Let it be said that my interest in the question of Vygotsky’s Marxism, the birth of my funny feeling, stemmed from a course in second language acquisition I took as a graduate student. The question of Marxism arose during our reading of Marysia Johnson’s A Philosophy of Second Language Acquisition (2004)—basically a full length implementation piece for Vygotskian theory in second language acquisition pedagogy. In a short passage, which figures in importance only among myriad others, Johnson mentions Vygotsky’s attempt—his desire—to create a Marxist psychology. Naturally (though I don’t want to speculate on her political commitments), Johnson offers no comment on the significance of Vygotsky’s Marxist yearnings, and certainly does not make any effort to use the historical failures of Marxism to render Vygotsky problematic (which might very well amount to anathema in Academia). For whatever reason, owing to some innate, ineluctable suspicion of all forms of empiricism, this “glossing over” of the Marx question struck me tout de suite—and when the course instructor (the same who posed the “so what?” question) asked us for a series of questions that we would like to ask Dr. Johnson about her book, I naturally took the minority position and addressed what I saw as a dangerous connection between Vygotsky and Marxist dogma. Reworked slightly, those questions are as follows:
1) Do you think that Vygotsky’s theory betrays a kind of developmental communism, in that meaning and even the capacity to function in a mentally complex way require a community?

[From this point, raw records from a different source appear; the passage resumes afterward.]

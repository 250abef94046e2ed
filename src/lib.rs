#![doc = include_str!("../README.md")]

#[cfg(feature = "supabase")]
pub mod api;
#[cfg(feature = "supabase")]
pub mod config;
pub mod context;
pub mod error;
pub mod guard;
pub mod login;
#[cfg(feature = "axum")]
pub mod middleware;
pub mod navigation;
pub mod provider;
pub mod session;
pub mod types;

// Re-exports for convenient access
#[cfg(feature = "supabase")]
pub use api::ApiClient;
#[cfg(feature = "supabase")]
pub use config::ConsoleConfig;
pub use context::{ConsoleSettings, SessionContext};
pub use error::Error;
pub use guard::{Decision, Page, RouteGuard, RouteParams, RouteTable};
pub use login::{Credentials, LoginError, LoginOutcome};
pub use navigation::{MenuItem, menu_for};
pub use provider::{AuthEvent, AuthEventKind, IdentityProvider, ProviderSession, ProviderUser};
#[cfg(feature = "supabase")]
pub use provider::supabase::{SupabaseClient, SupabaseConfig};
pub use session::{EventPump, Session, SessionChanges, SessionState, SessionStore};
pub use types::{AccessToken, Role, UserIdentity};
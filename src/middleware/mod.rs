//! Route guard and login endpoints for serving the console over Axum.
//!
//! Each browser gets its own console session, keyed by an encrypted session
//! cookie and held in [`ClientSessions`]. Every page request is checked
//! against the caller's session: bootstrapping sessions get a `503`
//! placeholder, signed-out visitors are sent to the login page, and pages
//! outside the user's role answer `404`. Rendered pages receive the
//! signed-in user through [`CurrentUser`].
//!
//! # Quick Start
//!
//! ```rust,ignore
//! use prosupport_session::ConsoleConfig;
//! use prosupport_session::middleware::{CurrentUser, console_router};
//!
//! let sessions = ConsoleConfig::from_env()?.client_sessions()?;
//!
//! let pages = axum::Router::new()
//!     .route("/login", get(login_page))
//!     .route("/admin", get(admin_dashboard));
//!
//! let app = console_router(pages, sessions);
//! ```

mod cookies;
mod error;
mod extractor;
mod guard;
mod routes;
mod state;

pub use cookies::CookieSettings;
pub use error::AuthError;
pub use extractor::CurrentUser;
pub use guard::{LOADING_PLACEHOLDER, route_guard};
pub use routes::{auth_routes, console_router};
pub use state::ClientSessions;
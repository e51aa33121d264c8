//! Export file object-store port (spec §6): the data-plane upload the scheduled-export
//! orchestrator hands finished CSV/JSON exports to. Streaming/encoding itself is out of
//! scope for the billing core.

use async_trait::async_trait;
use billing_common::BillingResult;

#[async_trait]
pub trait ObjectStorePort: Send + Sync {
    async fn upload_csv(&self, bucket: &str, key: &str, bytes: Vec<u8>) -> BillingResult<String>;
}
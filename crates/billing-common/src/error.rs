//! Error types for the billing core.

use serde_json::Value as Json;
use thiserror::Error;

/// Result type alias for billing-core operations.
pub type BillingResult<T> = Result<T, BillingError>;

/// Unified, closed error taxonomy for the billing core (spec §7).
///
/// Every variant carries a machine-readable `code`, a user-safe `hint`, and a bag of
/// reportable `details` — the sum-typed replacement for the teacher's fluent
/// `WithError(e).WithHint(...).Mark(kind)` builder (spec §9 REDESIGN FLAGS).
#[derive(Error, Debug, Clone)]
pub enum BillingError {
    #[error("validation failed: {hint}")]
    Validation {
        code: String,
        hint: String,
        details: Json,
    },

    #[error("not found: {hint}")]
    NotFound {
        code: String,
        hint: String,
        details: Json,
    },

    #[error("already exists: {hint}")]
    AlreadyExists {
        code: String,
        hint: String,
        details: Json,
    },

    /// A business-rule-forbidden state transition (e.g. re-terminating a terminated line
    /// item, voiding a finalized refund).
    #[error("operation not allowed: {hint}")]
    InvalidOperation {
        code: String,
        hint: String,
        details: Json,
    },

    #[error("unauthorized: {hint}")]
    Unauthorized {
        code: String,
        hint: String,
        details: Json,
    },

    #[error("database error: {hint}")]
    Database {
        code: String,
        hint: String,
        details: Json,
    },

    #[error("provider unavailable: {hint}")]
    ProviderUnavailable {
        code: String,
        hint: String,
        details: Json,
    },

    #[error("internal error: {hint}")]
    Internal {
        code: String,
        hint: String,
        details: Json,
    },
}

impl BillingError {
    pub fn validation(code: impl Into<String>, hint: impl Into<String>) -> Self {
        Self::Validation {
            code: code.into(),
            hint: hint.into(),
            details: Json::Null,
        }
    }

    pub fn not_found(code: impl Into<String>, hint: impl Into<String>) -> Self {
        Self::NotFound {
            code: code.into(),
            hint: hint.into(),
            details: Json::Null,
        }
    }

    pub fn already_exists(code: impl Into<String>, hint: impl Into<String>) -> Self {
        Self::AlreadyExists {
            code: code.into(),
            hint: hint.into(),
            details: Json::Null,
        }
    }

    pub fn invalid_operation(code: impl Into<String>, hint: impl Into<String>) -> Self {
        Self::InvalidOperation {
            code: code.into(),
            hint: hint.into(),
            details: Json::Null,
        }
    }

    pub fn database(hint: impl Into<String>) -> Self {
        Self::Database {
            code: "database_error".to_string(),
            hint: hint.into(),
            details: Json::Null,
        }
    }

    pub fn internal(hint: impl Into<String>) -> Self {
        Self::Internal {
            code: "internal_error".to_string(),
            hint: hint.into(),
            details: Json::Null,
        }
    }

    /// Attach a details bag, replacing any previous one.
    pub fn with_details(mut self, details: Json) -> Self {
        match &mut self {
            Self::Validation { details: d, .. }
            | Self::NotFound { details: d, .. }
            | Self::AlreadyExists { details: d, .. }
            | Self::InvalidOperation { details: d, .. }
            | Self::Unauthorized { details: d, .. }
            | Self::Database { details: d, .. }
            | Self::ProviderUnavailable { details: d, .. }
            | Self::Internal { details: d, .. } => *d = details,
        }
        self
    }

    /// The machine-readable code, regardless of variant.
    pub fn code(&self) -> &str {
        match self {
            Self::Validation { code, .. }
            | Self::NotFound { code, .. }
            | Self::AlreadyExists { code, .. }
            | Self::InvalidOperation { code, .. }
            | Self::Unauthorized { code, .. }
            | Self::Database { code, .. }
            | Self::ProviderUnavailable { code, .. }
            | Self::Internal { code, .. } => code,
        }
    }
}

#[cfg(feature = "sqlx")]
impl From<sqlx::Error> for BillingError {
    fn from(err: sqlx::Error) -> Self {
        match err {
            sqlx::Error::RowNotFound => {
                BillingError::not_found("row_not_found", "requested row does not exist")
            }
            other => BillingError::database(other.to_string()),
        }
    }
}

#[cfg(test)]
mod tests {
    use super::*;

    #[test]
    fn test_code_accessor() {
        let err = BillingError::validation("bad_amount", "amount must be positive");
        assert_eq!(err.code(), "bad_amount");
    }

    #[test]
    fn test_with_details() {
        let err = BillingError::not_found("coupon_not_found", "no such coupon")
            .with_details(serde_json::json!({ "coupon_id": "abc" }));
        match err {
            BillingError::NotFound { details, .. } => {
                assert_eq!(details["coupon_id"], "abc");
            }
            _ => panic!("wrong variant"),
        }
    }
}
//! Fuzz test for error message formatting.
//!
//! Tests that `BillingError`'s `Display`/`Debug` impls handle arbitrary hint strings and
//! details payloads without panicking.

#![no_main]

use libfuzzer_sys::fuzz_target;
use billing_common::BillingError;

fuzz_target!(|data: &[u8]| {
    if let Ok(s) = std::str::from_utf8(data) {
        let errors = [
            BillingError::validation("bad_input", s),
            BillingError::not_found("missing", s),
            BillingError::already_exists("dup", s),
            BillingError::invalid_operation("forbidden", s),
            BillingError::database(s),
            BillingError::internal(s),
        ];

        for err in &errors {
            let _ = format!("{}", err);
            let _ = format!("{:?}", err);
            let with_details = err.clone().with_details(serde_json::json!({ "raw": s }));
            let _ = format!("{}", with_details);
        }
    }
});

2) Is his theory marred by the ideology of his time?
My instructor’s reading of these questions seemed to convince her that I ought to carry out some serious research on Vygotsky’s ties to Marxism; she indicated, moreover, that as far as she knew the issue of such ties was completely overlooked in the current scholarly environment. Needless to say, my own research into journal literature written on Vygotsky in recent years—specifically those writings that concern the experimental verification and practical implementation of Vygotsky’s theories, not those that deal with his place in the history of ideas (for these usually always mention Marx)—has largely born out her hypothesis. Why should it be that those who write in the service of putting Vygotsky to good use in the academic world should gloss over his Marxism or simply fail to mention it altogether? The most obvious explanation for this phenomenon is that pro-Vygotsky practioners and researchers (I am speaking of those in the Anglo-Saxon world) are fearful of seeing their master contextualized within the historical failures of Marxism, and perhaps within Marxism in any sense. Owing to that fear, one could argue that such researcher-practioners either never received sufficient education about the ideological nature of Vygotsky’s ideas, or that they have sought some means by which to downplay or dismiss it. In any case, one of my major goals in the present paper will be to reveal the lack of mention given to Marxism in certain serious scholarly writing on Vygotsky—because in a very general sense my belief is that one cannot coherently be pro-Vygotsky without being pro-Marx (in the same sense that one cannot be a proponent of Hume without being an empiricist), it seems vitally important that pro-Vygotsky researcher-practioners take some personal stock of their own feelings about Marxism. The result of such a taking stock should—in fact, must, I would argue—be either a vote yes or no in favor of Vygotsky; for to be for Vygotsky yet against Marx would be wholly inconsistent—like being for the cardinal but against the pope. My hope, at any rate, is that by connecting Vygotsky to the historically invalidated tenets of the Marxist view of human nature, I will be able to spirit some people away from him altogether.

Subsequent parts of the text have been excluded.